«La simultanéité d’une vie qu’on attend et d’une mort qui survient plonge souvent les parents dans un abîme. Et il est très difficile de faire le deuil d’un enfant qui n’a pas ou peu vécu», relève Manuel Tornare. C’est en ces termes emplis d’émotion que le conseiller administratif a célébré hier la première cérémonie genevoise laïque dédiée au deuil périnatal.
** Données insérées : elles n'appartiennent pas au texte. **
// File: crates/api/src/traits/serialize.rs

//! Traits for binary envelope serialization of key types.

use crate::Result;
use zeroize::Zeroizing;

/// A trait for public types that can be serialized to and from bytes.
pub trait Serialize: Sized {
    /// Creates an object from its binary envelope.
    fn from_bytes(bytes: &[u8]) -> Result<Self>;
    /// Converts the object to its binary envelope.
    fn to_bytes(&self) -> Vec<u8>;
}

/// A trait for secret types that can be securely serialized.
pub trait SerializeSecret: Sized {
    /// Creates an object from its binary envelope. Input should be zeroized after use.
    fn from_bytes(bytes: &[u8]) -> Result<Self>;
    /// Converts the object to a binary envelope that is zeroized on drop.
    fn to_bytes_zeroizing(&self) -> Zeroizing<Vec<u8>>;
}
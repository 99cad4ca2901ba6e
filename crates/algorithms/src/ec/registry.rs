//! Read-only registry of supported curves

use once_cell::sync::Lazy;
use tracing::debug;

use nodekey_params::{PRIME256V1, SUPPORTED_CURVES};

use crate::der::ObjectIdentifier;
use crate::error::{Error, Result};

use super::curve::Curve;

/// The supported curves, keyed by object identifier.
///
/// Built once on first use from the parameter tables and never mutated.
#[derive(Debug)]
pub struct CurveRegistry {
    curves: Vec<Curve>,
}

static REGISTRY: Lazy<CurveRegistry> = Lazy::new(|| {
    let curves: Vec<Curve> = SUPPORTED_CURVES
        .iter()
        .map(|constants| {
            Curve::from_constants(constants).expect("built-in curve parameters are valid")
        })
        .collect();
    debug!(
        count = curves.len(),
        default = curves[0].name(),
        "curve registry initialized"
    );
    CurveRegistry { curves }
});

impl CurveRegistry {
    /// The process-wide registry
    pub fn global() -> &'static CurveRegistry {
        &REGISTRY
    }

    /// Find the curve named by `oid`
    pub fn lookup(&'static self, oid: &ObjectIdentifier) -> Result<&'static Curve> {
        self.curves
            .iter()
            .find(|curve| curve.oid() == oid)
            .ok_or_else(|| Error::UnknownCurve {
                identifier: oid.to_string(),
            })
    }

    /// Find a curve by standard name or alias, ignoring ASCII case
    pub fn lookup_by_name(&'static self, name: &str) -> Result<&'static Curve> {
        self.curves
            .iter()
            .find(|curve| curve.is_named(name))
            .ok_or_else(|| Error::UnknownCurve {
                identifier: name.to_string(),
            })
    }

    /// The first registered curve
    pub fn default_curve(&'static self) -> &'static Curve {
        &self.curves[0]
    }

    /// Every registered curve, default first
    pub fn curves(&'static self) -> impl Iterator<Item = &'static Curve> {
        self.curves.iter()
    }
}

/// Find the curve named by `oid` in the global registry
pub fn lookup(oid: &ObjectIdentifier) -> Result<&'static Curve> {
    CurveRegistry::global().lookup(oid)
}

/// Find a curve by name in the global registry
pub fn lookup_by_name(name: &str) -> Result<&'static Curve> {
    CurveRegistry::global().lookup_by_name(name)
}

/// secp256k1, the default curve
pub fn default_curve() -> &'static Curve {
    CurveRegistry::global().default_curve()
}

/// Every curve in the global registry
pub fn curves() -> impl Iterator<Item = &'static Curve> {
    CurveRegistry::global().curves()
}

/// secp256k1
pub fn secp256k1() -> &'static Curve {
    default_curve()
}

/// prime256v1 / secp256r1 / P-256
pub fn prime256v1() -> &'static Curve {
    lookup_by_name(PRIME256V1.name).expect("prime256v1 is a supported curve")
}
Une cinquantaine de personnes se sont réunies en fin de matinée au cimetière de Saint-Georges sur le nouveau lieu de recueillement destiné aux parents qui n’ont pas pu donner une sépulture à leur enfant à naître. Pour concrétiser ce «très désiré» projet, la Municipalité a mandaté Carmen Perrin. Son œuvre est composée de 49 carillons suspendus à un cèdre. Une belle manière de confier au vent, qui fait tinter les instruments sonores, les âmes de ces petits êtres partis trop tôt…
Cette «sépulture», subsistant sur le site pendant sept?jours, sera reconstituée chaque année, lors de la pleine lune du mois de mai. Elle crée ainsi un lieu à la fois éphémère et permanent, à l’image de ces enfants disparus, mais toujours présents dans la mémoire de leurs familles et de leurs proches.